TAHOE/TRUCKEE, Calif. - I've been frustrated when the community has called our school board to address the overwhelmed, angry, depressed, and suicidal young ones with in our schools. I see them concerned enough to hold public forums, seminars, presentations, open the High School Wellness Center, have systems in place to help our children when we see any reason for alarm, and they and other local organizations have graciously paid for it all.
Yet we are fooled to think we can ignore the spiritual well being of our students to treat the symptoms of a much deeper issue: Their spirituality is suffering. The family, schools, and community can do a better job in nurturing a well-balanced child or teen. We can't afford to try to separate the student's spiritual self from the emotional and physical self.

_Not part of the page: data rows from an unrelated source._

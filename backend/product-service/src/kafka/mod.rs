//! Kafka integration for product-service
//!
//! - Events: wire format of the compression request (the decimal product id)
//! - Producer seam used by the API after a product is committed

pub mod events;

pub use events::{decode_product_id, encode_product_id, KafkaProductPublisher};

use crate::error::Result;
use async_trait::async_trait;

/// Publishes compression requests for newly created products
#[async_trait]
pub trait ProductEventPublisher: Send + Sync {
    /// Enqueue a compression request; returns once the broker acknowledged it
    async fn publish_product_created(&self, product_id: i64) -> Result<()>;
}
//! Shared error payloads for the product platform services
//!
//! Every HTTP-facing service renders failures through [`ErrorResponse`] so
//! clients see a single body shape:
//!
//! ```json
//! { "status": 404, "code": "NOT_FOUND", "error": "Product not found" }
//! { "status": 400, "code": "VALIDATION_FAILED", "errors": { "product_price": "product_price must be greater than 0" } }
//! ```

pub mod http;
pub mod validation;

pub use http::ErrorResponse;
pub use validation::{FieldErrors, MessageTemplate, DEFAULT_TEMPLATES};

/// Machine readable error codes carried in [`ErrorResponse::code`]
pub mod error_codes {
    pub const VALIDATION_FAILED: &str = "VALIDATION_FAILED";
    pub const INVALID_REQUEST: &str = "INVALID_REQUEST";
    pub const NOT_FOUND: &str = "NOT_FOUND";
    pub const DATABASE_ERROR: &str = "DATABASE_ERROR";
    pub const CACHE_ERROR: &str = "CACHE_ERROR";
    pub const QUEUE_ERROR: &str = "QUEUE_ERROR";
    pub const STORAGE_ERROR: &str = "STORAGE_ERROR";
    pub const INTERNAL_SERVER_ERROR: &str = "INTERNAL_SERVER_ERROR";
}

I know many people in our community who would support spiritual development, through the teaching of values, virtues, and character than those few who would oppose it because it is too assuming to think everyone has a spirit or soul. It may be offensive perhaps illegal to bring such a program to our public schools. Have we become fearful of being "too American?" Or think we may offend an atheist or agnostic to the point where we must submit to their intolerance of the very beliefs this nation was founded?

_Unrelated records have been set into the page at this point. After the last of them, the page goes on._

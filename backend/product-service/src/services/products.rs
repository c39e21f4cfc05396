/// Product service: creation with publish-after-commit, listing, and the
/// cache-aside read path
use std::sync::Arc;
use std::time::Duration;

use resilience::{with_timeout, with_timeout_result};
use tracing::{debug, error, info, warn};

use crate::cache::{product_key, ProductCache};
use crate::db::ProductStore;
use crate::error::{AppError, Result};
use crate::kafka::ProductEventPublisher;
use crate::metrics;
use crate::models::{CreateProductRequest, ListProductsQuery, Product, ProductFilter};

const CREATE_FAILED: &str = "Failed to create product";

/// Product service for handling API operations
pub struct ProductService {
    store: Arc<dyn ProductStore>,
    cache: Arc<dyn ProductCache>,
    publisher: Arc<dyn ProductEventPublisher>,
    cache_timeout: Duration,
}

impl ProductService {
    pub fn new(
        store: Arc<dyn ProductStore>,
        cache: Arc<dyn ProductCache>,
        publisher: Arc<dyn ProductEventPublisher>,
        cache_timeout: Duration,
    ) -> Self {
        Self {
            store,
            cache,
            publisher,
            cache_timeout,
        }
    }

    /// Validate, persist, then publish a compression request
    ///
    /// The publish happens strictly after commit. If it fails the product
    /// stays committed and the caller gets a 500. The publish is awaited to
    /// its delivery report with no outer deadline, so a 500 never hides a
    /// record that was written anyway.
    pub async fn create_product(&self, request: CreateProductRequest) -> Result<Product> {
        let new_product = request.into_new_product()?;

        match self.store.user_exists(new_product.user_id).await {
            Ok(true) => {}
            Ok(false) => {
                info!(user_id = new_product.user_id, "User not found");
                return Err(AppError::BadRequest("Invalid user_id".to_string()));
            }
            Err(e) => {
                error!(user_id = new_product.user_id, error = %e, "Failed to look up user");
                return Err(AppError::Internal(CREATE_FAILED.to_string()));
            }
        }

        let product = self.store.create_product(&new_product).await.map_err(|e| {
            error!(user_id = new_product.user_id, error = %e, "Failed to create product");
            AppError::Internal(CREATE_FAILED.to_string())
        })?;

        let product_id = product.product_id;
        self.publisher
            .publish_product_created(product_id)
            .await
            .map_err(|e| {
                error!(product_id, error = %e, "Failed to publish product creation message");
                AppError::Internal(CREATE_FAILED.to_string())
            })?;

        info!(
            product_id,
            user_id = product.user_id,
            images = product.images.len(),
            "Product created"
        );
        Ok(product)
    }

    /// Cache-aside lookup of a single product
    pub async fn get_product(&self, product_id: i64) -> Result<Product> {
        let key = product_key(product_id);

        if let Some(product) = self.cached_product(product_id, &key).await {
            return Ok(product);
        }

        let product = self
            .store
            .get_product(product_id)
            .await
            .map_err(|e| {
                error!(product_id, error = %e, "Failed to fetch product");
                AppError::Internal("Error fetching product".to_string())
            })?
            .ok_or_else(|| AppError::NotFound("Product not found".to_string()))?;

        self.refill_cache(product_id, &key, &product).await;

        Ok(product)
    }

    /// List a user's products with optional price and name filters
    ///
    /// Listing reads the store directly and never touches the cache.
    pub async fn list_products(&self, query: &ListProductsQuery) -> Result<Vec<Product>> {
        let filter = parse_filter(query)?;

        let products = self.store.list_products(&filter).await.map_err(|e| {
            error!(user_id = filter.user_id, error = %e, "Failed to fetch products");
            AppError::Internal("Error fetching products".to_string())
        })?;

        debug!(
            user_id = filter.user_id,
            count = products.len(),
            min_price = ?filter.min_price,
            max_price = ?filter.max_price,
            "Fetched products"
        );
        Ok(products)
    }

    /// Any cache failure, timeout or undecodable entry counts as a miss
    async fn cached_product(&self, product_id: i64, key: &str) -> Option<Product> {
        let lookup = with_timeout("cache.get", self.cache_timeout, self.cache.get(key)).await;

        let raw = match lookup {
            Ok(Ok(Some(raw))) => raw,
            Ok(Ok(None)) => {
                debug!(product_id, "Product not found in cache");
                metrics::record_cache_lookup("miss");
                return None;
            }
            Ok(Err(e)) => {
                warn!(product_id, error = %e, "Failed to fetch product from cache");
                metrics::record_cache_lookup("error");
                return None;
            }
            Err(e) => {
                warn!(product_id, error = %e, "Cache lookup timed out");
                metrics::record_cache_lookup("timeout");
                return None;
            }
        };

        match serde_json::from_str::<Product>(&raw) {
            Ok(product) => {
                debug!(product_id, "Product fetched from cache");
                metrics::record_cache_lookup("hit");
                Some(product)
            }
            Err(e) => {
                warn!(product_id, error = %e, "Failed to decode cached product");
                metrics::record_cache_lookup("decode_error");
                None
            }
        }
    }

    /// Best-effort write of a freshly loaded snapshot, without expiry
    async fn refill_cache(&self, product_id: i64, key: &str, product: &Product) {
        let payload = match serde_json::to_string(product) {
            Ok(payload) => payload,
            Err(e) => {
                warn!(product_id, error = %e, "Failed to encode product for cache");
                metrics::record_cache_write("error");
                return;
            }
        };

        match with_timeout_result("cache.set", self.cache_timeout, self.cache.set(key, &payload))
            .await
        {
            Ok(()) => metrics::record_cache_write("ok"),
            Err(e) => {
                warn!(product_id, error = %e, "Failed to cache product");
                metrics::record_cache_write(if e.is_elapsed() { "timeout" } else { "error" });
            }
        }
    }
}

/// Turn raw listing parameters into a filter; empty values count as absent
pub fn parse_filter(query: &ListProductsQuery) -> Result<ProductFilter> {
    let user_id = match non_empty(&query.user_id) {
        None => return Err(AppError::BadRequest("Missing user_id parameter".to_string())),
        Some(raw) => raw
            .parse::<i64>()
            .map_err(|_| AppError::BadRequest("Invalid user_id parameter".to_string()))?,
    };

    let min_price = parse_price(&query.min_price, "Invalid min_price parameter")?;
    let max_price = parse_price(&query.max_price, "Invalid max_price parameter")?;

    Ok(ProductFilter {
        user_id,
        min_price,
        max_price,
        name_contains: non_empty(&query.product_name).map(str::to_string),
    })
}

fn parse_price(raw: &Option<String>, message: &str) -> Result<Option<f64>> {
    match non_empty(raw) {
        None => Ok(None),
        Some(raw) => raw
            .parse::<f64>()
            .map(Some)
            .map_err(|_| AppError::BadRequest(message.to_string())),
    }
}

fn non_empty(value: &Option<String>) -> Option<&str> {
    value.as_deref().filter(|v| !v.is_empty())
}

We can be the change by acknowledging and embracing we are all imperfect. Let's begin by developing communities, whether it be family, church, school, team, or organizations where to advise, control, lecture, judge and protect are not always as welcomed as the sharing of experiences of failure, doubt, fear or mistrust. Through examining the heart, we can be free to open and nurture the soul.-
I like it when I am able to share my secrets of imperfections with others.- It's risky, but opens the door of trust. Would it be okay to define and give examples of this word in the classroom? Is this not spiritual development?- Can it lead to examining other words like honor, awareness, integrity, humility, and love?
The goal I think would be to share with such heart as to provide the ultimate safe space to embrace our imperfections and mistakes so to learn and grow from them emotionally, spiritually and socially. It would be more beneficial to our children, families, and communities if we had banners around Truckee which read, "In God We Trust," "God Blesses America and You," or "Talk With, Not To Your Children."
The questions we can ask ourselves are: "How badly do we want our children to be spiritually and emotionally fit to live life abundantly?," "Do we believe in something bigger than ourselves, and if so, can we compassionately put our constitutional right to express our spirituality in public?"